Background: Repeated low-dose grass pollen intradermal allergen injection suppresses allergen-induced cutaneous late-phase responses comparably with conventional subcutaneous and sublingual immunotherapy. Objective: We sought to evaluate the efficacy and safety of grass pollen intradermal immunotherapy in the treatment of allergic rhinitis. Methods: We randomly assigned 93 adults with grass pollen-induced allergic rhinitis to receive 7 preseasonal intradermal allergen injections (containing 7 ng of Phl p 5 major allergen) or a histamine control. The primary end point was daily combined symptom-medication scores during the 2013 pollen season (area under the curve). Analysis was by intention to treat. Skin biopsy specimens were collected after intradermal allergen challenges, and late-phase responses were measured 4 and 7, 10, or 13 months after treatment. Results: There was no significant difference in the primary end point between treatment arms (active, n = 46; control, n = 47; median difference, 14; 95% CI, -172.5 to 215.1; P = .80). Among secondary end points, nasal symptoms were worse in the intradermal treatment group, as measured based on daily (median difference, 35; 95% CI, 4.0-67.5; P = .03) and visual analog scale (median difference, 53; 95% CI, -11.6 to 125.2; P = .05) scores.

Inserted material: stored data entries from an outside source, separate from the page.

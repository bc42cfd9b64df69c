//! Repository for the `conventions` table.

use immersion_core::convention::ConventionForm;
use immersion_core::convention_status::ConventionStatus;
use immersion_core::types::DbId;
use sqlx::types::Json;
use sqlx::PgExecutor;

use crate::models::convention::{Convention, ConventionStatusChange, CreateConvention};

/// Column list shared across queries to avoid repetition.
const COLUMNS: &str = "id, agency_id, status, status_justification, internship_kind, \
                       date_submission, date_start, date_end, date_validation, schedule, siret, \
                       business_name, immersion_address, immersion_objective, \
                       immersion_appellation, immersion_activities, immersion_skills, \
                       work_conditions, individual_protection, sanitary_prevention, \
                       sanitary_prevention_description, signatories, establishment_tutor, \
                       created_at, updated_at";

/// Provides persistence for conventions.
pub struct ConventionRepo;

impl ConventionRepo {
    /// Insert a submitted convention in `READY_TO_SIGN`.
    pub async fn create(
        executor: impl PgExecutor<'_>,
        input: &CreateConvention<'_>,
    ) -> Result<Convention, sqlx::Error> {
        let form = input.form;
        let query = format!(
            "INSERT INTO conventions (
                agency_id, status, internship_kind, date_submission, date_start, date_end,
                schedule, siret, business_name, immersion_address, immersion_objective,
                immersion_appellation, immersion_activities, immersion_skills, work_conditions,
                individual_protection, sanitary_prevention, sanitary_prevention_description,
                signatories, establishment_tutor)
             VALUES ($1, $2, $3, $4, $5, $6, $7, $8, $9, $10, $11, $12, $13, $14, $15, $16, $17,
                     $18, $19, $20)
             RETURNING {COLUMNS}"
        );
        sqlx::query_as::<_, Convention>(&query)
            .bind(form.agency_id)
            .bind(ConventionStatus::ReadyToSign.as_str())
            .bind(form.internship_kind.as_str())
            .bind(input.date_submission)
            .bind(form.date_start)
            .bind(form.date_end)
            .bind(Json(&form.schedule))
            .bind(&form.siret)
            .bind(&form.business_name)
            .bind(&form.immersion_address)
            .bind(&form.immersion_objective)
            .bind(Json(&form.immersion_appellation))
            .bind(&form.immersion_activities)
            .bind(&form.immersion_skills)
            .bind(&form.work_conditions)
            .bind(form.individual_protection)
            .bind(form.sanitary_prevention)
            .bind(&form.sanitary_prevention_description)
            .bind(Json(&form.signatories))
            .bind(Json(&form.establishment_tutor))
            .fetch_one(executor)
            .await
    }

    pub async fn find_by_id(
        executor: impl PgExecutor<'_>,
        id: DbId,
    ) -> Result<Option<Convention>, sqlx::Error> {
        let query = format!("SELECT {COLUMNS} FROM conventions WHERE id = $1");
        sqlx::query_as::<_, Convention>(&query)
            .bind(id)
            .fetch_optional(executor)
            .await
    }

    /// Same as [`find_by_id`](Self::find_by_id) but takes a row lock for the
    /// rest of the transaction, so concurrent signatures serialize.
    pub async fn find_by_id_for_update(
        executor: impl PgExecutor<'_>,
        id: DbId,
    ) -> Result<Option<Convention>, sqlx::Error> {
        let query = format!("SELECT {COLUMNS} FROM conventions WHERE id = $1 FOR UPDATE");
        sqlx::query_as::<_, Convention>(&query)
            .bind(id)
            .fetch_optional(executor)
            .await
    }

    /// Replace the content of a convention after an edit.
    ///
    /// The caller clears signatures on `form`; the status goes back to
    /// `READY_TO_SIGN` and any previous justification is dropped.
    pub async fn update_form(
        executor: impl PgExecutor<'_>,
        id: DbId,
        form: &ConventionForm,
    ) -> Result<Option<Convention>, sqlx::Error> {
        let query = format!(
            "UPDATE conventions SET
                agency_id = $2,
                status = $3,
                status_justification = NULL,
                internship_kind = $4,
                date_start = $5,
                date_end = $6,
                schedule = $7,
                siret = $8,
                business_name = $9,
                immersion_address = $10,
                immersion_objective = $11,
                immersion_appellation = $12,
                immersion_activities = $13,
                immersion_skills = $14,
                work_conditions = $15,
                individual_protection = $16,
                sanitary_prevention = $17,
                sanitary_prevention_description = $18,
                signatories = $19,
                establishment_tutor = $20
             WHERE id = $1
             RETURNING {COLUMNS}"
        );
        sqlx::query_as::<_, Convention>(&query)
            .bind(id)
            .bind(form.agency_id)
            .bind(ConventionStatus::ReadyToSign.as_str())
            .bind(form.internship_kind.as_str())
            .bind(form.date_start)
            .bind(form.date_end)
            .bind(Json(&form.schedule))
            .bind(&form.siret)
            .bind(&form.business_name)
            .bind(&form.immersion_address)
            .bind(&form.immersion_objective)
            .bind(Json(&form.immersion_appellation))
            .bind(&form.immersion_activities)
            .bind(&form.immersion_skills)
            .bind(&form.work_conditions)
            .bind(form.individual_protection)
            .bind(form.sanitary_prevention)
            .bind(&form.sanitary_prevention_description)
            .bind(Json(&form.signatories))
            .bind(Json(&form.establishment_tutor))
            .fetch_optional(executor)
            .await
    }

    /// Apply a status change. `signatories` and `date_validation` are only
    /// written when present.
    pub async fn update_status(
        executor: impl PgExecutor<'_>,
        id: DbId,
        change: &ConventionStatusChange,
    ) -> Result<Option<Convention>, sqlx::Error> {
        let query = format!(
            "UPDATE conventions SET
                status = $2,
                status_justification = $3,
                signatories = COALESCE($4, signatories),
                date_validation = COALESCE($5, date_validation)
             WHERE id = $1
             RETURNING {COLUMNS}"
        );
        sqlx::query_as::<_, Convention>(&query)
            .bind(id)
            .bind(change.status.as_str())
            .bind(&change.justification)
            .bind(change.signatories.as_ref().map(Json))
            .bind(change.date_validation)
            .fetch_optional(executor)
            .await
    }

    /// Conventions of the given agencies, newest first.
    pub async fn list_for_agencies(
        executor: impl PgExecutor<'_>,
        agency_ids: &[DbId],
        status: Option<&str>,
        limit: i64,
        offset: i64,
    ) -> Result<Vec<Convention>, sqlx::Error> {
        let query = format!(
            "SELECT {COLUMNS} FROM conventions
             WHERE agency_id = ANY($1)
               AND ($2::TEXT IS NULL OR status = $2)
             ORDER BY created_at DESC, id DESC
             LIMIT $3 OFFSET $4"
        );
        sqlx::query_as::<_, Convention>(&query)
            .bind(agency_ids)
            .bind(status)
            .bind(limit)
            .bind(offset)
            .fetch_all(executor)
            .await
    }
}
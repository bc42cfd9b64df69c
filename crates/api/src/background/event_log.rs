//! Structured log line for every event published by the outbox crawler.

use immersion_events::DomainEvent;
use tokio::sync::broadcast;

/// Log each published event until the bus is closed.
pub async fn run(mut receiver: broadcast::Receiver<DomainEvent>) {
    loop {
        match receiver.recv().await {
            Ok(event) => {
                tracing::info!(
                    outbox_id = event.id,
                    topic = %event.topic,
                    occurred_at = %event.occurred_at,
                    "Domain event published"
                );
            }
            Err(broadcast::error::RecvError::Lagged(n)) => {
                tracing::warn!(skipped = n, "Event log lagged");
            }
            Err(broadcast::error::RecvError::Closed) => {
                tracing::info!("Event bus closed, event log shutting down");
                break;
            }
        }
    }
}
//! Request handlers, one submodule per resource.
//!
//! Handlers are the use cases of the platform: they validate input with
//! `immersion_core`, run the change through `immersion_db` repositories in
//! one transaction, record the outbox event and map errors via [`AppError`].

pub mod admin;
pub mod agencies;
pub mod assessments;
pub mod auth;
pub mod conventions;
pub mod establishments;
pub mod users;

use immersion_core::error::CoreError;
use immersion_core::validation::department_from_postcode;

use crate::error::{AppError, AppResult};

/// Department code of a validated postcode.
pub(crate) fn department_of(postcode: &str) -> AppResult<String> {
    department_from_postcode(postcode).ok_or_else(|| {
        AppError::Core(CoreError::Validation(format!(
            "Postcode '{postcode}' does not match a department"
        )))
    })
}
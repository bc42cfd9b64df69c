//! Repository for the `user_sessions` table.

use immersion_core::types::{DbId, Timestamp};
use sqlx::PgExecutor;

use crate::models::session::UserSession;

const COLUMNS: &str =
    "id, user_id, refresh_token_hash, expires_at, is_revoked, created_at, updated_at";

pub struct SessionRepo;

impl SessionRepo {
    pub async fn create(
        executor: impl PgExecutor<'_>,
        user_id: DbId,
        refresh_token_hash: &str,
        expires_at: Timestamp,
    ) -> Result<UserSession, sqlx::Error> {
        let query = format!(
            "INSERT INTO user_sessions (user_id, refresh_token_hash, expires_at)
             VALUES ($1, $2, $3)
             RETURNING {COLUMNS}"
        );
        sqlx::query_as::<_, UserSession>(&query)
            .bind(user_id)
            .bind(refresh_token_hash)
            .bind(expires_at)
            .fetch_one(executor)
            .await
    }

    /// Revoke the live session holding `refresh_token_hash` and return it.
    ///
    /// A refresh token is single-use: of two concurrent calls with the same
    /// token, only one gets the session back.
    pub async fn consume(
        executor: impl PgExecutor<'_>,
        refresh_token_hash: &str,
    ) -> Result<Option<UserSession>, sqlx::Error> {
        let query = format!(
            "UPDATE user_sessions SET is_revoked = true
             WHERE refresh_token_hash = $1
               AND is_revoked = false
               AND expires_at > NOW()
             RETURNING {COLUMNS}"
        );
        sqlx::query_as::<_, UserSession>(&query)
            .bind(refresh_token_hash)
            .fetch_optional(executor)
            .await
    }

    /// Revoke every live session of a user. Returns how many were revoked.
    pub async fn revoke_all_for_user(
        executor: impl PgExecutor<'_>,
        user_id: DbId,
    ) -> Result<u64, sqlx::Error> {
        let result = sqlx::query(
            "UPDATE user_sessions SET is_revoked = true
             WHERE user_id = $1 AND is_revoked = false",
        )
        .bind(user_id)
        .execute(executor)
        .await?;
        Ok(result.rows_affected())
    }

    /// Delete expired and revoked sessions.
    pub async fn cleanup_expired(executor: impl PgExecutor<'_>) -> Result<u64, sqlx::Error> {
        let result =
            sqlx::query("DELETE FROM user_sessions WHERE expires_at < NOW() OR is_revoked = true")
                .execute(executor)
                .await?;
        Ok(result.rows_affected())
    }
}
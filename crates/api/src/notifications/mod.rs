//! Email and SMS notifications triggered by domain events.
//!
//! The [`NotificationDispatcher`] is registered on the outbox crawler as an
//! [`EventSubscriber`](immersion_events::EventSubscriber). For each event it
//! works out who must be told, renders the messages from [`templates`] and
//! sends them, recording one `notifications` row per message.

pub mod dispatcher;
pub mod templates;

pub use dispatcher::NotificationDispatcher;
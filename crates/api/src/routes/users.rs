//! Route definitions for the `/users` resource.

use axum::routing::post;
use axum::Router;

use crate::handlers::users;
use crate::state::AppState;

/// Routes mounted at `/users`.
///
/// ```text
/// POST /me/agency-rights -> request_right (requires auth)
/// ```
pub fn router() -> Router<AppState> {
    Router::new().route("/me/agency-rights", post(users::request_right))
}
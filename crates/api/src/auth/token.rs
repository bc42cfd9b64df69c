//! Signed tokens shared by user sessions and magic links.
//!
//! Every JWT the platform issues is HS256-signed and tagged with a `kind`
//! claim. A token minted for one purpose is refused by every other verifier,
//! even if two kinds were ever configured with the same secret.

use jsonwebtoken::errors::ErrorKind;
use jsonwebtoken::{decode, encode, Algorithm, DecodingKey, EncodingKey, Header, Validation};
use serde::de::DeserializeOwned;
use serde::{Deserialize, Serialize};
use serde_json::{Map, Value};

/// What a token grants.
#[derive(Debug, Clone, Copy, PartialEq, Eq, Serialize, Deserialize)]
#[serde(rename_all = "kebab-case")]
pub enum TokenKind {
    /// A connected user's API access.
    Access,
    /// A party's access to one convention.
    Convention,
    /// Edition rights on one establishment listing.
    Establishment,
}

impl TokenKind {
    pub fn as_str(&self) -> &'static str {
        match self {
            Self::Access => "access",
            Self::Convention => "convention",
            Self::Establishment => "establishment",
        }
    }
}

impl std::fmt::Display for TokenKind {
    fn fmt(&self, f: &mut std::fmt::Formatter<'_>) -> std::fmt::Result {
        f.write_str(self.as_str())
    }
}

/// Claims carried by one kind of token.
pub trait TokenClaims: Serialize + DeserializeOwned {
    const KIND: TokenKind;
}

#[derive(Debug, thiserror::Error)]
pub enum TokenError {
    #[error(transparent)]
    Jwt(#[from] jsonwebtoken::errors::Error),

    #[error("Malformed token claims: {0}")]
    Claims(#[from] serde_json::Error),

    #[error("Expected a {expected} token, got a {found} token")]
    WrongKind { expected: TokenKind, found: TokenKind },

    #[error("Unsupported magic link version {0}")]
    UnsupportedVersion(i32),
}

impl TokenError {
    pub fn is_expired(&self) -> bool {
        matches!(self, Self::Jwt(e) if matches!(e.kind(), ErrorKind::ExpiredSignature))
    }
}

/// Whether verification rejects a token past its `exp`.
#[derive(Debug, Clone, Copy, PartialEq, Eq)]
pub enum Expiry {
    Enforced,
    /// Only for renewing an expired link; signature and kind still apply.
    Ignored,
}

#[derive(Serialize)]
struct Tagged<'a, C> {
    kind: TokenKind,
    #[serde(flatten)]
    claims: &'a C,
}

#[derive(Deserialize)]
struct TaggedPayload {
    kind: TokenKind,
    #[serde(flatten)]
    claims: Map<String, Value>,
}

pub fn sign<C: TokenClaims>(claims: &C, secret: &str) -> Result<String, TokenError> {
    let tagged = Tagged {
        kind: C::KIND,
        claims,
    };
    Ok(encode(
        &Header::new(Algorithm::HS256),
        &tagged,
        &EncodingKey::from_secret(secret.as_bytes()),
    )?)
}

pub fn verify<C: TokenClaims>(token: &str, secret: &str, expiry: Expiry) -> Result<C, TokenError> {
    let mut validation = Validation::new(Algorithm::HS256);
    validation.validate_exp = expiry == Expiry::Enforced;

    let payload = decode::<TaggedPayload>(
        token,
        &DecodingKey::from_secret(secret.as_bytes()),
        &validation,
    )?
    .claims;
    if payload.kind != C::KIND {
        return Err(TokenError::WrongKind {
            expected: C::KIND,
            found: payload.kind,
        });
    }
    Ok(serde_json::from_value(Value::Object(payload.claims))?)
}

/// `(iat, exp)` Unix timestamps for a token issued now.
pub fn validity(lifetime: chrono::Duration) -> (i64, i64) {
    let now = chrono::Utc::now().timestamp();
    (now, now + lifetime.num_seconds())
}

In a per-protocol analysis intradermal immunotherapy was further associated with worse asthma symptoms and fewer symptom-free days. Intradermal immunotherapy increased serum Phleum pratense-specific IgE levels (P = .001) compared with those in the control arm. T cells cultured from biopsy specimens of subjects undergoing intradermal immunotherapy had higher expression of the T(H)2 surface marker CRTH2 (P = .04) and lower expression of the T(H)1 marker CXCR3 (P = .01), respectively. Late-phase responses remained inhibited 7 months after treatment (P = .03). Conclusion: Intradermal allergen immunotherapy suppressed skin late-phase responses but was not clinically effective and resulted in worsening of respiratory allergic symptoms.